According to the IRS, a victim may receive a text message stating: “You have received a direct deposit of $1,200 from COVID-19 TREAS FUND. Further action is required to accept this payment into your account.”
However, upon clicking the link, the victim will be redirected to a phishing URL, which appears to be from a legitimate government agency, but is actually a fraudulent website.
The website requires the victim to enter bank account information, claiming to require it in order to send a stimulus check.
“People who believe they are eligible for the Economic Impact Payment should go directly to IRS.gov. People who do not have a filing requirement but who are eligible for EIP can use a non-filers tool on IRS.gov until November 21 to claim their payment,” the agency wrote on its website.

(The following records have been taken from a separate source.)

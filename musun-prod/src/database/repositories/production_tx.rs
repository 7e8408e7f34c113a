//! Transactional primitives for job submission and reconciliation.
//!
//! These methods run inside a transaction owned by the caller (normally an
//! [`ImmediateTransaction`](crate::database::ImmediateTransaction)) and never
//! commit. Every state change is a conditional update on the row's prior
//! state, so a lost race or a replayed record affects zero rows instead of
//! overwriting someone else's write.

use sqlx::{Row, SqliteConnection};

use crate::Result;
use crate::database::models::{
    JobStatus, NewJob, ProductionJobDbModel, RunCandidate, RunStatus, RunStatusCounts,
};

pub struct ProductionTxOps;

impl ProductionTxOps {
    /// Insert a `SUBMITTED` job row and return its store-assigned key.
    pub async fn insert_job(tx: &mut SqliteConnection, job: &NewJob) -> Result<i64> {
        let result = sqlx::query(
            r#"
            INSERT INTO ProductionJobs (dataset, submittime, outputdir, odb, status, claimed_runs, update_offset)
            VALUES (?, ?, ?, ?, 'SUBMITTED', 0, 0)
            "#,
        )
        .bind(&job.dataset)
        .bind(job.submittime)
        .bind(&job.outputdir)
        .bind(&job.odb)
        .execute(tx)
        .await?;

        Ok(result.last_insert_rowid())
    }

    pub async fn get_job(
        tx: &mut SqliteConnection,
        job_key: i64,
    ) -> Result<Option<ProductionJobDbModel>> {
        let job = sqlx::query_as::<_, ProductionJobDbModel>(
            "SELECT * FROM ProductionJobs WHERE jobkey = ?",
        )
        .bind(job_key)
        .fetch_optional(tx)
        .await?;
        Ok(job)
    }

    /// Unclaimed runs as seen from inside the transaction.
    pub async fn select_unclaimed(
        tx: &mut SqliteConnection,
        dataset: &str,
        limit: usize,
    ) -> Result<Vec<RunCandidate>> {
        let runs = sqlx::query_as::<_, RunCandidate>(
            r#"
            SELECT runkey, runnumber, responsefile FROM ProductionRuns
            WHERE dataset = ? AND status = 'UNCLAIMED' AND jobkey IS NULL
            ORDER BY runnumber ASC
            LIMIT ?
            "#,
        )
        .bind(dataset)
        .bind(limit as i64)
        .fetch_all(tx)
        .await?;
        Ok(runs)
    }

    /// Claim one run for a job. Returns `false` if the run is no longer
    /// unclaimed.
    pub async fn claim_run(tx: &mut SqliteConnection, run_key: i64, job_key: i64) -> Result<bool> {
        let result = sqlx::query(
            r#"
            UPDATE ProductionRuns SET jobkey = ?, status = 'CLAIMED'
            WHERE runkey = ? AND status = 'UNCLAIMED' AND jobkey IS NULL
            "#,
        )
        .bind(job_key)
        .bind(run_key)
        .execute(tx)
        .await?;
        Ok(result.rows_affected() == 1)
    }

    pub async fn record_claimed_count(
        tx: &mut SqliteConnection,
        job_key: i64,
        claimed: usize,
    ) -> Result<()> {
        sqlx::query("UPDATE ProductionJobs SET claimed_runs = ? WHERE jobkey = ?")
            .bind(claimed as i64)
            .bind(job_key)
            .execute(tx)
            .await?;
        Ok(())
    }

    /// Move a job from `from` to `to`. Returns `false` when the job is not in
    /// `from` (already moved on, or never there).
    pub async fn transition_job(
        tx: &mut SqliteConnection,
        job_key: i64,
        from: JobStatus,
        to: JobStatus,
    ) -> Result<bool> {
        let result =
            sqlx::query("UPDATE ProductionJobs SET status = ? WHERE jobkey = ? AND status = ?")
                .bind(to.as_str())
                .bind(job_key)
                .bind(from.as_str())
                .execute(tx)
                .await?;
        Ok(result.rows_affected() == 1)
    }

    /// Record the outcome of one run. Only a run still `CLAIMED` by this job
    /// changes; anything else (already final, other job, unknown run) is a
    /// no-op and returns `false`.
    pub async fn apply_run_outcome(
        tx: &mut SqliteConnection,
        job_key: i64,
        run_number: i64,
        outcome: RunStatus,
    ) -> Result<bool> {
        debug_assert!(outcome.is_terminal());
        let result = sqlx::query(
            r#"
            UPDATE ProductionRuns SET status = ?
            WHERE jobkey = ? AND runnumber = ? AND status = 'CLAIMED'
            "#,
        )
        .bind(outcome.as_str())
        .bind(job_key)
        .bind(run_number)
        .execute(tx)
        .await?;
        Ok(result.rows_affected() == 1)
    }

    /// Whether `run_number` belongs to `job_key` at all.
    pub async fn job_owns_run(
        tx: &mut SqliteConnection,
        job_key: i64,
        run_number: i64,
    ) -> Result<bool> {
        let found: Option<i64> =
            sqlx::query_scalar("SELECT 1 FROM ProductionRuns WHERE jobkey = ? AND runnumber = ?")
                .bind(job_key)
                .bind(run_number)
                .fetch_optional(tx)
                .await?;
        Ok(found.is_some())
    }

    /// Advance the consumed byte offset of the job's update file. Never moves
    /// backwards, so a slower concurrent reconciler cannot rewind it.
    pub async fn advance_update_offset(
        tx: &mut SqliteConnection,
        job_key: i64,
        offset: u64,
    ) -> Result<()> {
        sqlx::query(
            "UPDATE ProductionJobs SET update_offset = MAX(update_offset, ?) WHERE jobkey = ?",
        )
        .bind(offset as i64)
        .bind(job_key)
        .execute(tx)
        .await?;
        Ok(())
    }

    /// Move the consumed offset back after the update file was replaced.
    /// Only applies while the stored offset is still `expected`, so of several
    /// reconcilers that saw the same replacement only one rewinds it.
    pub async fn rewind_update_offset(
        tx: &mut SqliteConnection,
        job_key: i64,
        expected: u64,
        offset: u64,
    ) -> Result<bool> {
        let result = sqlx::query(
            "UPDATE ProductionJobs SET update_offset = ? WHERE jobkey = ? AND update_offset = ?",
        )
        .bind(offset as i64)
        .bind(job_key)
        .bind(expected as i64)
        .execute(tx)
        .await?;
        Ok(result.rows_affected() == 1)
    }

    pub async fn run_counts(tx: &mut SqliteConnection, job_key: i64) -> Result<RunStatusCounts> {
        let rows = sqlx::query(
            "SELECT status, COUNT(*) AS n FROM ProductionRuns WHERE jobkey = ? GROUP BY status",
        )
        .bind(job_key)
        .fetch_all(tx)
        .await?;

        let mut counts = RunStatusCounts::default();
        for row in rows {
            counts.add(row.get::<&str, _>("status"), row.get::<i64, _>("n"));
        }
        Ok(counts)
    }

    /// Write the job's terminal status. Returns `false` if the job was already
    /// terminal, so the write happens at most once.
    pub async fn finalize_job(
        tx: &mut SqliteConnection,
        job_key: i64,
        status: JobStatus,
        completed_at_ms: i64,
    ) -> Result<bool> {
        debug_assert!(status.is_terminal());
        let result = sqlx::query(
            r#"
            UPDATE ProductionJobs SET status = ?, completetime = ?
            WHERE jobkey = ? AND status NOT IN ('COMPLETED', 'FAILED')
            "#,
        )
        .bind(status.as_str())
        .bind(completed_at_ms)
        .bind(job_key)
        .execute(tx)
        .await?;
        Ok(result.rows_affected() == 1)
    }
}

The IRS is asking anyone who has received the phishing text to take a screenshot of the text message and email the image to to firstname.lastname@example.org with the following information:
- Date/Time/Timezone that they received the text message
- The number that appeared on their Caller ID
- The number that received the text message
Whether it has been price gouging, a phone call requesting information in exchange for COVID-19 stimulus money or the promise of a vaccine, fraudulent activities have reached a fever pitch amid the pandemic.
With much confusion and misinformation surrounding the COVID-19 crisis, coronavirus scams exist in nearly every form.
In April, the the FBI’s Internet Crime Complaint Center received and reviewed more than 3,600 complaints related to COVID-19 scams, according to a statement by the DOJ.
In late March, the Better Business Bureau released a warning to individuals involving a text message scam impersonating government agencies in an attempt to obtain sensitive information.
In June, the Federal Trade Commission warned of a “large-scale scam erupting in the midst of the pandemic involving impostors who had been filing claims for unemployment benefits using the personal information of people who have not filed any claims.”
Some have even gone so far as to scam from government relief programs, including the Coronavirus Aid, Relief, and Economic Security (CARES) Act, a federal law enacted on March 29. Some of the funds from the act were intended to provide emergency financial assistance to millions of Americans who have been negatively impacted by the economic effects of the COVID-19 pandemic.
In July, A Florida man was arrested after federal authorities say he used $3.9 million in Paycheck Protection Program (PPP) loans to purchase a Lamborghini sports car for himself.
A North Carolina man was charged in October with fraudulently seeking over $6 million in PPP loans and receiving more than $1.7 million in benefits for companies named after “Game of Thrones” characters, the U.S. Department of Justice reported.